¿Cuántas veces has escuchado que eres el resultado de tus propias decisiones? Muchas, ¿cierto? Esa tendencia a creer que el destino está de manera exclusiva en nuestras manos, forjada a pulso por los empeños, valores, virtudes o aprendizajes construidos desde la experiencia por nosotros mismos, acompaña de manera permanente la historia de la humanidad.
Pero has pensado: ¿por qué muchas veces, pese a los esfuerzos, no logras estar en la meta de éxito que quisieras? ¿Por qué esa escalera ascendente que está reservada en principio para todos te resulta lejana y esquiva?
Todos intentamos avanzar en la misma escalera, pero no siempre podemos, y lo que es peor: vemos a otros menos esforzados, con algunos privilegios extras, que logran estar en la cúspide de la misma. ¿Cómo es eso posible?
Existen miles de teorías que podrían explicar el fenómeno, sin embargo, parte del descontento social actual tiene que ver un poco con esto; una especie de resentimiento forjado por lustros contra una élite que nunca tuvo que pisar peldaño por peldaño la escalera, pero que está en la cúspide de la misma sin el más mínimo esfuerzo.
Quienes nos gobiernan son parte de una élite embriagada de poder y riqueza por cientos de años, y aunque pudiéramos vivir así otros cientos de años más, y sobrevivir medianamente bien en ese concepto, hay datos que no deberíamos pasar por alto para entender por qué se presenta la incomprensión al dolor colectivo.
Quien no ha estado en posición parecida a la de los desfavorecidos sociales le resulta difícil entender el modo de ayudarles, de ello han dado ejemplo algunos exministros de la historia reciente.
¿Qué va saber de necesidades un ministro que desconoce el precio del producto básico de consumo más popular del país como es el huevo? ¿Qué va a saber de rendimiento escolar y acceso a calidad educativa con Internet un ministerio que nunca corroboró la sencillez de una garantía bancaria en un contrato multimillonario?
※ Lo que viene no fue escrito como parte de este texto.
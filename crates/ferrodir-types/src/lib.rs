#![warn(missing_docs)]

//! FerroDir shared replication data model: change numbers, per-replica server
//! state, distinguished names and the attribute/modification/entry types the
//! replication core operates on.

pub mod attr;
pub mod change_number;
pub mod dn;
pub mod entry;
pub mod error;
pub mod modify;
pub mod replica;
pub mod server_state;

pub use attr::{AttrDescription, AttrValue, Attribute};
pub use change_number::{ChangeNumber, ChangeNumberGenerator};
pub use dn::Dn;
pub use entry::Entry;
pub use error::TypeError;
pub use modify::{ModType, Modification};
pub use replica::ReplicaId;
pub use server_state::ServerState;
//! Change numbers: the logical timestamps that totally order every update
//! applied anywhere in the replication topology.

use std::fmt;
use std::str::FromStr;
use std::sync::Mutex;
use std::time::{SystemTime, UNIX_EPOCH};

use serde::{Deserialize, Serialize};

use crate::error::TypeError;
use crate::replica::ReplicaId;
use crate::server_state::ServerState;

/// Width in characters of the fixed hex string form of a change number.
pub const CHANGE_NUMBER_STRING_LEN: usize = 32;

/// A logical timestamp `(time, seq, replica)` ordering one update.
///
/// Change numbers are compared by wall-clock milliseconds first, then by the
/// sequence counter, then by replica id; the replica id is a pure tie-break
/// that makes the order total and deterministic across replicas. The derived
/// `Ord` follows the field declaration order, which is the contractual
/// comparison order.
///
/// The string form is 32 hex characters, `%016x%08x%08x` over
/// `(time, seq, replica)`, so that lexicographic byte comparison of two
/// encoded change numbers is equivalent to their numeric comparison. Backend
/// ordering indexes rely on this equivalence: width and field order are part
/// of the contract.
#[derive(
    Debug, Clone, Copy, PartialEq, Eq, PartialOrd, Ord, Hash, Serialize, Deserialize,
)]
pub struct ChangeNumber {
    time: u64,
    seq: u32,
    replica_id: ReplicaId,
}

impl ChangeNumber {
    /// Creates a change number from its raw parts.
    pub fn new(time: u64, seq: u32, replica_id: ReplicaId) -> Self {
        Self {
            time,
            seq,
            replica_id,
        }
    }

    /// The wall-clock component, in milliseconds since the Unix epoch.
    pub fn time(&self) -> u64 {
        self.time
    }

    /// The per-generator sequence counter.
    pub fn seq(&self) -> u32 {
        self.seq
    }

    /// The replica that issued this change number.
    pub fn replica_id(&self) -> ReplicaId {
        self.replica_id
    }

    /// True if `self` sorts strictly before `other`.
    pub fn older(&self, other: ChangeNumber) -> bool {
        *self < other
    }

    /// True if `self` sorts before `other` or equals it.
    pub fn older_or_equals(&self, other: ChangeNumber) -> bool {
        *self <= other
    }

    /// True if `self` sorts strictly after `other`.
    pub fn newer(&self, other: ChangeNumber) -> bool {
        *self > other
    }

    /// True if `self` sorts after `other` or equals it.
    pub fn newer_or_equals(&self, other: ChangeNumber) -> bool {
        *self >= other
    }
}

impl fmt::Display for ChangeNumber {
    fn fmt(&self, f: &mut fmt::Formatter<'_>) -> fmt::Result {
        write!(
            f,
            "{:016x}{:08x}{:08x}",
            self.time, self.seq, self.replica_id as u32
        )
    }
}

impl FromStr for ChangeNumber {
    type Err = TypeError;

    fn from_str(s: &str) -> Result<Self, Self::Err> {
        let invalid = || TypeError::InvalidChangeNumber {
            input: s.to_string(),
        };
        if s.len() != CHANGE_NUMBER_STRING_LEN || !s.is_ascii() {
            return Err(invalid());
        }
        let time = u64::from_str_radix(&s[0..16], 16).map_err(|_| invalid())?;
        let seq = u32::from_str_radix(&s[16..24], 16).map_err(|_| invalid())?;
        let replica = u32::from_str_radix(&s[24..32], 16).map_err(|_| invalid())?;
        Ok(ChangeNumber::new(time, seq, replica as ReplicaId))
    }
}

fn now_millis() -> u64 {
    SystemTime::now()
        .duration_since(UNIX_EPOCH)
        .unwrap()
        .as_millis() as u64
}

#[derive(Debug)]
struct GeneratorState {
    last_time: u64,
    seq: u32,
}

/// Issues change numbers that are strictly greater than every change number
/// previously issued by, or fed back into, this generator.
///
/// When the wall clock does not advance between two calls the sequence
/// counter provides the strict increase; a sequence overflow wraps the
/// counter and bumps the timestamp instead.
#[derive(Debug)]
pub struct ChangeNumberGenerator {
    replica_id: ReplicaId,
    state: Mutex<GeneratorState>,
}

impl ChangeNumberGenerator {
    /// Creates a generator for `replica_id` starting from `timestamp`.
    pub fn new(replica_id: ReplicaId, timestamp: u64) -> Self {
        Self {
            replica_id,
            state: Mutex::new(GeneratorState {
                last_time: timestamp,
                seq: 0,
            }),
        }
    }

    /// Creates a generator guaranteed to issue change numbers larger than
    /// everything recorded in `state`.
    ///
    /// Used at domain startup so a restarted replica never re-issues a
    /// change number that other replicas have already seen.
    pub fn from_state(replica_id: ReplicaId, state: &ServerState) -> Self {
        let mut last_time = now_millis();
        let mut seq = 0;
        for id in state.replica_ids() {
            if let Some(cn) = state.max_change_number(id) {
                if cn.time() > last_time {
                    last_time = cn.time();
                }
                if id == replica_id {
                    seq = cn.seq();
                }
            }
        }
        Self {
            replica_id,
            state: Mutex::new(GeneratorState { last_time, seq }),
        }
    }

    /// The replica id stamped on every generated change number.
    pub fn replica_id(&self) -> ReplicaId {
        self.replica_id
    }

    /// Generates the next change number.
    pub fn new_change_number(&self) -> ChangeNumber {
        let cur_time = now_millis();
        let mut state = self.state.lock().unwrap();
        if cur_time > state.last_time {
            state.last_time = cur_time;
        }
        state.seq = state.seq.wrapping_add(1);
        if state.seq == 0 {
            state.last_time += 1;
        }
        ChangeNumber::new(state.last_time, state.seq, self.replica_id)
    }

    /// Raises this generator's clock past a change number received from
    /// another replica, so that every change number generated after
    /// processing a remote update sorts after that update.
    pub fn adjust(&self, cn: ChangeNumber) {
        let mut state = self.state.lock().unwrap();
        if state.last_time <= cn.time() {
            state.last_time = cn.time() + 1;
        }
        if self.replica_id == cn.replica_id() && state.seq < cn.seq() {
            state.seq = cn.seq();
        }
    }

    /// Adjusts with every per-replica maximum recorded in `state`.
    pub fn adjust_with_state(&self, state: &ServerState) {
        for id in state.replica_ids() {
            if let Some(cn) = state.max_change_number(id) {
                self.adjust(cn);
            }
        }
    }
}
//! Low-level field grammar shared by every message: one tag byte, then
//! NUL-terminated UTF-8 fields in a fixed order.

use std::fmt::Display;
use std::str::FromStr;

use crate::error::{ProtoError, Result};

/// Appends tag and NUL-terminated fields into a message buffer.
#[derive(Debug)]
pub struct FieldWriter {
    buf: Vec<u8>,
}

impl FieldWriter {
    /// Starts a message with its type tag.
    pub fn new(tag: u8) -> Self {
        let mut buf = Vec::with_capacity(128);
        buf.push(tag);
        Self { buf }
    }

    /// Writes a string field followed by the terminator byte.
    ///
    /// Field contents must not contain NUL; the terminator is how decoders
    /// find the field boundary.
    pub fn write_str(&mut self, s: &str) {
        self.buf.extend_from_slice(s.as_bytes());
        self.buf.push(0);
    }

    /// Writes a number as a decimal string field.
    pub fn write_num(&mut self, n: impl Display) {
        self.write_str(&n.to_string());
    }

    /// Writes a boolean as a `true`/`false` string field.
    pub fn write_bool(&mut self, b: bool) {
        self.write_str(if b { "true" } else { "false" });
    }

    /// Writes a single raw byte (no terminator). Used for flag bytes.
    pub fn write_flag(&mut self, b: bool) {
        self.buf.push(u8::from(b));
    }

    /// Writes a single raw byte (no terminator).
    pub fn write_byte(&mut self, b: u8) {
        self.buf.push(b);
    }

    /// Appends raw bytes with no terminator. Only valid for the final field
    /// of a message (read-to-end decoding).
    pub fn write_tail(&mut self, bytes: &[u8]) {
        self.buf.extend_from_slice(bytes);
    }

    /// Finishes the message.
    pub fn finish(self) -> Vec<u8> {
        self.buf
    }
}

/// Walks tag and NUL-terminated fields of a received message buffer.
#[derive(Debug)]
pub struct FieldReader<'a> {
    buf: &'a [u8],
    pos: usize,
}

impl<'a> FieldReader<'a> {
    /// Starts decoding, validating the type tag first.
    pub fn new(buf: &'a [u8], expected_tag: u8) -> Result<Self> {
        match buf.first() {
            None => Err(ProtoError::data_format("empty buffer")),
            Some(&tag) if tag != expected_tag => Err(ProtoError::UnexpectedTag {
                expected: expected_tag,
                got: tag,
            }),
            Some(_) => Ok(Self { buf, pos: 1 }),
        }
    }

    /// Reads the next NUL-terminated field as UTF-8 text.
    pub fn read_str(&mut self) -> Result<&'a str> {
        let rest = &self.buf[self.pos..];
        let end = rest
            .iter()
            .position(|b| *b == 0)
            .ok_or_else(|| ProtoError::data_format("missing field terminator"))?;
        let field = std::str::from_utf8(&rest[..end])
            .map_err(|_| ProtoError::data_format("field is not valid UTF-8"))?;
        self.pos += end + 1;
        Ok(field)
    }

    /// Reads the next field and parses it.
    pub fn read_num<T>(&mut self) -> Result<T>
    where
        T: FromStr,
        T::Err: Display,
    {
        let field = self.read_str()?;
        field
            .parse::<T>()
            .map_err(|e| ProtoError::data_format(format!("bad numeric field {field:?}: {e}")))
    }

    /// Reads a `true`/`false` string field.
    pub fn read_bool(&mut self) -> Result<bool> {
        match self.read_str()? {
            "true" => Ok(true),
            "false" => Ok(false),
            other => Err(ProtoError::data_format(format!(
                "bad boolean field {other:?}"
            ))),
        }
    }

    /// Reads a single raw flag byte (1 means true).
    pub fn read_flag(&mut self) -> Result<bool> {
        Ok(self.read_byte()? == 1)
    }

    /// Reads a single raw byte.
    pub fn read_byte(&mut self) -> Result<u8> {
        let b = self
            .buf
            .get(self.pos)
            .copied()
            .ok_or_else(|| ProtoError::data_format("buffer ended inside message"))?;
        self.pos += 1;
        Ok(b)
    }

    /// True once every byte has been consumed.
    pub fn at_end(&self) -> bool {
        self.pos >= self.buf.len()
    }

    /// Consumes and returns everything left in the buffer. Used for the
    /// final field of messages that carry a server-state snapshot, whose
    /// encoding may itself contain NUL bytes.
    pub fn read_tail(&mut self) -> &'a [u8] {
        let rest = &self.buf[self.pos..];
        self.pos = self.buf.len();
        rest
    }
}

/// Returns the tag byte of an encoded message without consuming anything.
pub fn peek_tag(buf: &[u8]) -> Result<u8> {
    buf.first()
        .copied()
        .ok_or_else(|| ProtoError::data_format("empty buffer"))
}
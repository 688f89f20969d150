//! The replication message sum type and its tag dispatch.
//!
//! The message kind is a closed enum dispatched by the decoder on the first
//! byte of the buffer; each variant owns its wire layout.

use crate::ack::AckMsg;
use crate::codec::peek_tag;
use crate::error::{ProtoError, Result};
use crate::error_msg::ErrorMsg;
use crate::init::{InitializeRequestMsg, InitializeTargetMsg};
use crate::monitor::MonitorRequestMsg;
use crate::reset::ResetGenerationIdMsg;
use crate::start::ReplServerStartMsg;
use crate::update::UpdateMsg;
use crate::version::{is_supported, ProtocolVersion};

/// Tag byte of a modify update.
pub const MSG_TYPE_MODIFY: u8 = 1;
/// Tag byte of an add update.
pub const MSG_TYPE_ADD: u8 = 2;
/// Tag byte of a delete update.
pub const MSG_TYPE_DELETE: u8 = 3;
/// Tag byte of a modify-DN update.
pub const MSG_TYPE_MODIFY_DN: u8 = 4;
/// Tag byte of an acknowledgement.
pub const MSG_TYPE_ACK: u8 = 5;
/// Tag byte of an error report.
pub const MSG_TYPE_ERROR: u8 = 6;
/// Tag byte of a monitoring-information request.
pub const MSG_TYPE_MONITOR_REQUEST: u8 = 7;
/// Tag byte of a total-update request.
pub const MSG_TYPE_INITIALIZE_REQUEST: u8 = 8;
/// Tag byte of a total-update announcement.
pub const MSG_TYPE_INITIALIZE_TARGET: u8 = 9;
/// Tag byte of a replication-server start message.
pub const MSG_TYPE_REPL_SERVER_START: u8 = 10;
/// Tag byte of a generation-id reset.
pub const MSG_TYPE_RESET_GENERATION_ID: u8 = 11;

/// Any message of the replication protocol.
#[derive(Debug, Clone, PartialEq, Eq)]
pub enum ReplicationMsg {
    /// A replicated LDAP update (add, modify, delete, modify-DN).
    Update(UpdateMsg),
    /// Acknowledgement of an update sent in assured mode.
    Ack(AckMsg),
    /// Error report, routable to a specific replica.
    Error(ErrorMsg),
    /// Request for monitoring information.
    MonitorRequest(MonitorRequestMsg),
    /// Request that the destination export its data to the sender.
    InitializeRequest(InitializeRequestMsg),
    /// Announcement of an export about to start.
    InitializeTarget(InitializeTargetMsg),
    /// Start handshake message of a replication server.
    ReplServerStart(ReplServerStartMsg),
    /// Request that the domain's generation id be reset.
    ResetGenerationId(ResetGenerationIdMsg),
}

impl ReplicationMsg {
    /// Encodes the message for a negotiated session version.
    pub fn encode(&self, version: ProtocolVersion) -> Result<Vec<u8>> {
        if !is_supported(version) {
            return Err(ProtoError::UnsupportedVersion(version));
        }
        Ok(match self {
            ReplicationMsg::Update(m) => m.encode(version),
            ReplicationMsg::Ack(m) => m.encode(version),
            ReplicationMsg::Error(m) => m.encode(version),
            ReplicationMsg::MonitorRequest(m) => m.encode(version),
            ReplicationMsg::InitializeRequest(m) => m.encode(version),
            ReplicationMsg::InitializeTarget(m) => m.encode(version),
            ReplicationMsg::ReplServerStart(m) => m.encode(version),
            ReplicationMsg::ResetGenerationId(m) => m.encode(version),
        })
    }

    /// Decodes one message, dispatching on the tag byte.
    pub fn decode(buf: &[u8], version: ProtocolVersion) -> Result<Self> {
        if !is_supported(version) {
            return Err(ProtoError::UnsupportedVersion(version));
        }
        match peek_tag(buf)? {
            MSG_TYPE_MODIFY | MSG_TYPE_ADD | MSG_TYPE_DELETE | MSG_TYPE_MODIFY_DN => {
                Ok(ReplicationMsg::Update(UpdateMsg::decode(buf, version)?))
            }
            MSG_TYPE_ACK => Ok(ReplicationMsg::Ack(AckMsg::decode(buf, version)?)),
            MSG_TYPE_ERROR => Ok(ReplicationMsg::Error(ErrorMsg::decode(buf, version)?)),
            MSG_TYPE_MONITOR_REQUEST => Ok(ReplicationMsg::MonitorRequest(
                MonitorRequestMsg::decode(buf, version)?,
            )),
            MSG_TYPE_INITIALIZE_REQUEST => Ok(ReplicationMsg::InitializeRequest(
                InitializeRequestMsg::decode(buf, version)?,
            )),
            MSG_TYPE_INITIALIZE_TARGET => Ok(ReplicationMsg::InitializeTarget(
                InitializeTargetMsg::decode(buf, version)?,
            )),
            MSG_TYPE_REPL_SERVER_START => Ok(ReplicationMsg::ReplServerStart(
                ReplServerStartMsg::decode(buf)?,
            )),
            MSG_TYPE_RESET_GENERATION_ID => Ok(ReplicationMsg::ResetGenerationId(
                ResetGenerationIdMsg::decode(buf, version)?,
            )),
            tag => Err(ProtoError::UnknownMsgType(tag)),
        }
    }
}
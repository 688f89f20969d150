//! Distinguished names, normalized for the ordering and dependency checks
//! the replication queues perform.

use std::fmt;
use std::str::FromStr;

use serde::{Deserialize, Serialize};

use crate::error::TypeError;

/// A normalized distinguished name: RDN components leaf-first.
///
/// Components are trimmed and lowercased on parse; comparisons are exact on
/// the normalized form. Ancestor/descendant tests are inclusive: a DN is an
/// ancestor (and a descendant) of itself.
#[derive(
    Debug, Clone, PartialEq, Eq, Hash, PartialOrd, Ord, Serialize, Deserialize,
)]
#[serde(try_from = "String", into = "String")]
pub struct Dn {
    rdns: Vec<String>,
}

impl Dn {
    /// Parses and normalizes a DN string such as `ou=People,dc=example,dc=com`.
    pub fn parse(s: &str) -> Result<Dn, TypeError> {
        let invalid = || TypeError::InvalidDn {
            input: s.to_string(),
        };
        if s.trim().is_empty() {
            return Err(invalid());
        }
        let mut rdns = Vec::new();
        for component in s.split(',') {
            let normalized = component.trim().to_ascii_lowercase();
            if normalized.is_empty() {
                return Err(invalid());
            }
            rdns.push(normalized);
        }
        Ok(Dn { rdns })
    }

    /// The number of RDN components.
    pub fn num_components(&self) -> usize {
        self.rdns.len()
    }

    /// The leading (leaf) RDN component.
    pub fn rdn(&self) -> &str {
        &self.rdns[0]
    }

    /// The parent DN, or `None` for a single-component DN.
    pub fn parent(&self) -> Option<Dn> {
        if self.rdns.len() <= 1 {
            None
        } else {
            Some(Dn {
                rdns: self.rdns[1..].to_vec(),
            })
        }
    }

    /// True iff `other` lives in the subtree rooted at `self` (inclusive).
    pub fn is_ancestor_of(&self, other: &Dn) -> bool {
        let n = self.rdns.len();
        let m = other.rdns.len();
        m >= n && other.rdns[m - n..] == self.rdns[..]
    }

    /// True iff `self` lives in the subtree rooted at `other` (inclusive).
    pub fn is_descendant_of(&self, other: &Dn) -> bool {
        other.is_ancestor_of(self)
    }

    /// True iff `self` is the immediate parent of `other`.
    pub fn is_parent_of(&self, other: &Dn) -> bool {
        other.parent().as_ref() == Some(self)
    }

    /// Builds the DN of a child entry with the given leaf RDN.
    pub fn child(&self, rdn: &str) -> Dn {
        let mut rdns = Vec::with_capacity(self.rdns.len() + 1);
        rdns.push(rdn.trim().to_ascii_lowercase());
        rdns.extend(self.rdns.iter().cloned());
        Dn { rdns }
    }

    /// The DN obtained by replacing the leaf RDN, keeping the parent.
    pub fn rename(&self, new_rdn: &str) -> Dn {
        let mut rdns = self.rdns.clone();
        rdns[0] = new_rdn.trim().to_ascii_lowercase();
        Dn { rdns }
    }
}

impl fmt::Display for Dn {
    fn fmt(&self, f: &mut fmt::Formatter<'_>) -> fmt::Result {
        write!(f, "{}", self.rdns.join(","))
    }
}

impl FromStr for Dn {
    type Err = TypeError;

    fn from_str(s: &str) -> Result<Self, Self::Err> {
        Dn::parse(s)
    }
}

impl TryFrom<String> for Dn {
    type Error = TypeError;

    fn try_from(s: String) -> Result<Self, Self::Error> {
        Dn::parse(&s)
    }
}

impl From<Dn> for String {
    fn from(dn: Dn) -> String {
        dn.to_string()
    }
}
//! Domain statistics and configuration surface as seen by the management
//! layer (JSON snapshots).

use anyhow::Result;
use ferrodir_repl::{DomainConfig, DomainStats};
use ferrodir_tests::{dn, TestReplica};
use ferrodir_types::{AttrDescription, Entry, ModType, Modification};

#[test]
fn stats_snapshot_serializes_for_monitoring() -> Result<()> {
    let r1 = TestReplica::new(1);
    let r2 = TestReplica::new(2);
    let target = dn("cn=target,dc=example,dc=com");
    let entry = Entry::new(target.clone(), "uuid-target");
    r1.seed_entry(entry.clone());
    r2.seed_entry(entry);

    r1.local_modify(
        &target,
        vec![Modification::with_values(
            ModType::Add,
            AttrDescription::new("description"),
            &["v"],
        )],
    );
    for msg in r1.drain_outbound() {
        r2.apply_remote(msg);
    }
    r2.domain.save_state();

    let json = serde_json::to_string(&r2.domain.stats())?;
    let parsed: DomainStats = serde_json::from_str(&json)?;
    assert_eq!(parsed.updates_received, 1);
    assert_eq!(parsed.updates_replayed, 1);
    assert_eq!(parsed.state_saves, 1);
    Ok(())
}

#[test]
fn config_loads_from_json() -> Result<()> {
    let config: DomainConfig = serde_json::from_str(
        r#"{
            "base_dn": "dc=corp,dc=example",
            "replica_id": 7,
            "window_size": 200,
            "purge_delay_ms": 0,
            "state_save_interval_ms": 2000
        }"#,
    )?;
    assert_eq!(config.replica_id, 7);
    assert_eq!(config.base_dn, dn("dc=corp,dc=example"));
    Ok(())
}
//! Replica identifiers and routing sentinels.

/// Identifier of a writable replica in the topology.
///
/// Real replicas always have a non-negative id; negative values are reserved
/// for the routing sentinels below and must never appear in a
/// [`ChangeNumber`](crate::ChangeNumber).
pub type ReplicaId = i32;

/// No replica is identified.
pub const UNKNOWN_REPLICA: ReplicaId = -1;

/// Every replica of the domain.
pub const ALL_REPLICAS: ReplicaId = -2;

/// The replica topologically closest to the sender.
pub const CLOSEST_REPLICA: ReplicaId = -3;

/// Returns true if `id` is one of the reserved routing sentinels.
pub fn is_routing_sentinel(id: ReplicaId) -> bool {
    matches!(id, UNKNOWN_REPLICA | ALL_REPLICAS | CLOSEST_REPLICA)
}
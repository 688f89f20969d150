//! A minimal entry model: what the conflict resolver needs to see of the
//! backend's entries.

use std::collections::{BTreeMap, BTreeSet};

use serde::{Deserialize, Serialize};

use crate::attr::{AttrDescription, AttrValue};
use crate::dn::Dn;
use crate::modify::{ModType, Modification};

/// A directory entry: DN, stable unique id, and user attributes.
///
/// Attribute values are a set, as in LDAP: entries that converged to the
/// same values compare equal regardless of the order the values arrived in.
/// The storage backend owns the authoritative entries; this type carries
/// the subset the replication core reads (value presence checks) and
/// writes (replaying resolved modifications).
#[derive(Debug, Clone, PartialEq, Eq, Serialize, Deserialize)]
pub struct Entry {
    dn: Dn,
    uuid: String,
    attrs: BTreeMap<AttrDescription, BTreeSet<AttrValue>>,
}

impl Entry {
    /// Creates an entry with no attributes.
    pub fn new(dn: Dn, uuid: impl Into<String>) -> Self {
        Self {
            dn,
            uuid: uuid.into(),
            attrs: BTreeMap::new(),
        }
    }

    /// The entry DN.
    pub fn dn(&self) -> &Dn {
        &self.dn
    }

    /// The entry's stable unique identifier.
    pub fn uuid(&self) -> &str {
        &self.uuid
    }

    /// Replaces the DN (rename support).
    pub fn set_dn(&mut self, dn: Dn) {
        self.dn = dn;
    }

    /// The values of `desc`, in value order; empty if absent.
    pub fn values(&self, desc: &AttrDescription) -> Vec<AttrValue> {
        self.attrs
            .get(desc)
            .map(|set| set.iter().cloned().collect())
            .unwrap_or_default()
    }

    /// True if the attribute exists with at least one value.
    pub fn has_attribute(&self, desc: &AttrDescription) -> bool {
        self.attrs.get(desc).is_some_and(|set| !set.is_empty())
    }

    /// True if `value` is present for `desc`.
    pub fn has_value(&self, desc: &AttrDescription, value: &AttrValue) -> bool {
        self.attrs.get(desc).is_some_and(|set| set.contains(value))
    }

    /// Sets the values of an attribute directly (test and bootstrap helper).
    pub fn put_attribute(&mut self, desc: AttrDescription, values: Vec<AttrValue>) {
        if values.is_empty() {
            self.attrs.remove(&desc);
        } else {
            self.attrs.insert(desc, values.into_iter().collect());
        }
    }

    /// Applies a modification to the in-memory attributes.
    pub fn apply(&mut self, m: &Modification) {
        match m.kind {
            ModType::Add => {
                let values = self.attrs.entry(m.attr.desc.clone()).or_default();
                for value in &m.attr.values {
                    values.insert(value.clone());
                }
            }
            ModType::Delete => {
                if m.attr.values.is_empty() {
                    self.attrs.remove(&m.attr.desc);
                } else if let Some(values) = self.attrs.get_mut(&m.attr.desc) {
                    for value in &m.attr.values {
                        values.remove(value);
                    }
                    if values.is_empty() {
                        self.attrs.remove(&m.attr.desc);
                    }
                }
            }
            ModType::Replace => {
                if m.attr.values.is_empty() {
                    self.attrs.remove(&m.attr.desc);
                } else {
                    self.attrs.insert(
                        m.attr.desc.clone(),
                        m.attr.values.iter().cloned().collect(),
                    );
                }
            }
        }
    }

    /// The attribute descriptions present on the entry.
    pub fn attribute_descs(&self) -> impl Iterator<Item = &AttrDescription> {
        self.attrs.keys()
    }
}
//! 插件安装器
//!
//! 从插件注册表解析、下载、校验并解压插件，然后递归安装其依赖。
//!
//! ```no_run
//! use plugin_installer::{InstallRequest, InstallerConfig, NoopProgressCallback, PluginInstaller};
//!
//! # async fn run() -> Result<(), plugin_installer::InstallError> {
//! let config = InstallerConfig::default().with_plugins_dir("/var/lib/host/plugins");
//! let installer = PluginInstaller::new(&config)?;
//! let installed = installer
//!     .install(InstallRequest::new("acme-panel"), &NoopProgressCallback)
//!     .await?;
//! println!("{} {}", installed.id, installed.version);
//! # Ok(())
//! # }
//! ```

pub mod config;
pub mod http;
pub mod plugin;

pub use config::{ConfigError, InstallerConfig};
pub use plugin::installer::{
    FnProgressCallback, InstallError, InstallProgress, InstallRequest, InstallSource,
    InstallStage, InstalledPlugin, NoopProgressCallback, Platform, PluginInstaller,
    ProgressCallback,
};
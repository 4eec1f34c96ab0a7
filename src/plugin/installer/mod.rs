//! 插件安装器模块
//!
//! 从插件注册表（或直接地址、本地文件）安装插件：
//! - 按平台选择版本
//! - 下载并校验 SHA256，响应被截断时重试
//! - 安全解压到 `<plugins_dir>/<plugin_id>`
//! - 递归安装清单中声明的依赖
//! - 安装进度回调

mod downloader;
mod extractor;
mod installer;
mod manifest;
mod registry;
mod types;
mod version;

pub use downloader::{PluginDownloader, MAX_DOWNLOAD_ATTEMPTS};
pub use extractor::extract_plugin;
pub use installer::PluginInstaller;
pub use manifest::{parse_manifest, read_installed_manifest, DEFAULT_MANIFEST_VERSION};
pub use registry::{
    RegistryClient, HEADER_CLIENT_ARCH, HEADER_CLIENT_OS, HEADER_CLIENT_VERSION,
};
pub use types::{
    ArchMeta, DependencySpec, FnProgressCallback, InstallError, InstallProgress, InstallRequest,
    InstallSource, InstallStage, InstalledManifest, InstalledPlugin, NoopProgressCallback,
    PluginMetadata, ProgressCallback, VersionInfo,
};
pub use version::{
    checksum_for, latest_supported_version, normalize_version, select_version, supports_platform,
    Platform, ANY_ARCH,
};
Esto solo por aplicar dos ejemplos.
Lo cierto es que el mérito no siempre conduce a que gobiernen los mejores, es raro encontrar en el contexto político actual un gobernante virtuoso y cívico, no generalizo, imagino que los hay, imagino que existen, y que por una extraña razón conducen cosas bien, y que por ello logramos sobrevivir.
Sin embargo, cuando se hace un análisis de la ocupación del poder en el país se puede dar cuenta de cómo quienes ya estaban en la cúspide, consolidaron generosas ventajas para su prole.
El poder en un país como el nuestro está dado solo para la clase privilegiada, casi ungida, se transmite de una generación a otra, imperceptiblemente la élite se abroga la herencia de gobernarnos, es tan arraigado el concepto, que más de 28 presidentes han estudiado en el mismo colegio de origen religioso.
La historia muestra segundas y hasta terceras generaciones en el poder presidencial, y así hay apellidos que se insertan con letras de oro en la historia, como los Pastrana, los Santos, los López, los Lleras, algunos de los presidentes son descendientes de familias aristocráticas, otros dueños de gran parte del territorio, hijos de exministros o de prestantes familias militares en periodos un poco más lejanos, pero definitivamente nacer en cuna de Presidente o ser familiar de uno de ellos aventaja con creces a la descendencia.
Se vienen ahora los apodados delfines y con tristeza debemos observar que hasta en la élite la mujer es menospreciada, no suena ninguna mujer para dirigir los rumbos de un país que pide a gritos un cambio en la desigualdad social, que tiene que ver no solamente con acceso a recursos, sino con las posibilidades de elegir un proyecto de vida acorde a las capacidades de cada uno.
A los resentidos, es decir a los perdedores en esa escalera de privilegio, es decir, al mayor porcentaje de la población colombiana, le toca seguir en el juego de la formación, de estudiar más, de dar más, de trabajar más, de redoblar los esfuerzos para lograr algo del éxito ya comprado y reservado para otros.
Y así como pasa en la historia nacional, hay que empezar a revisar la historia local, esa que también da cuenta de prácticas parecidas, en donde familias con apellidos conocidos por todos se apoderan -en tiempo y espacio- al poder.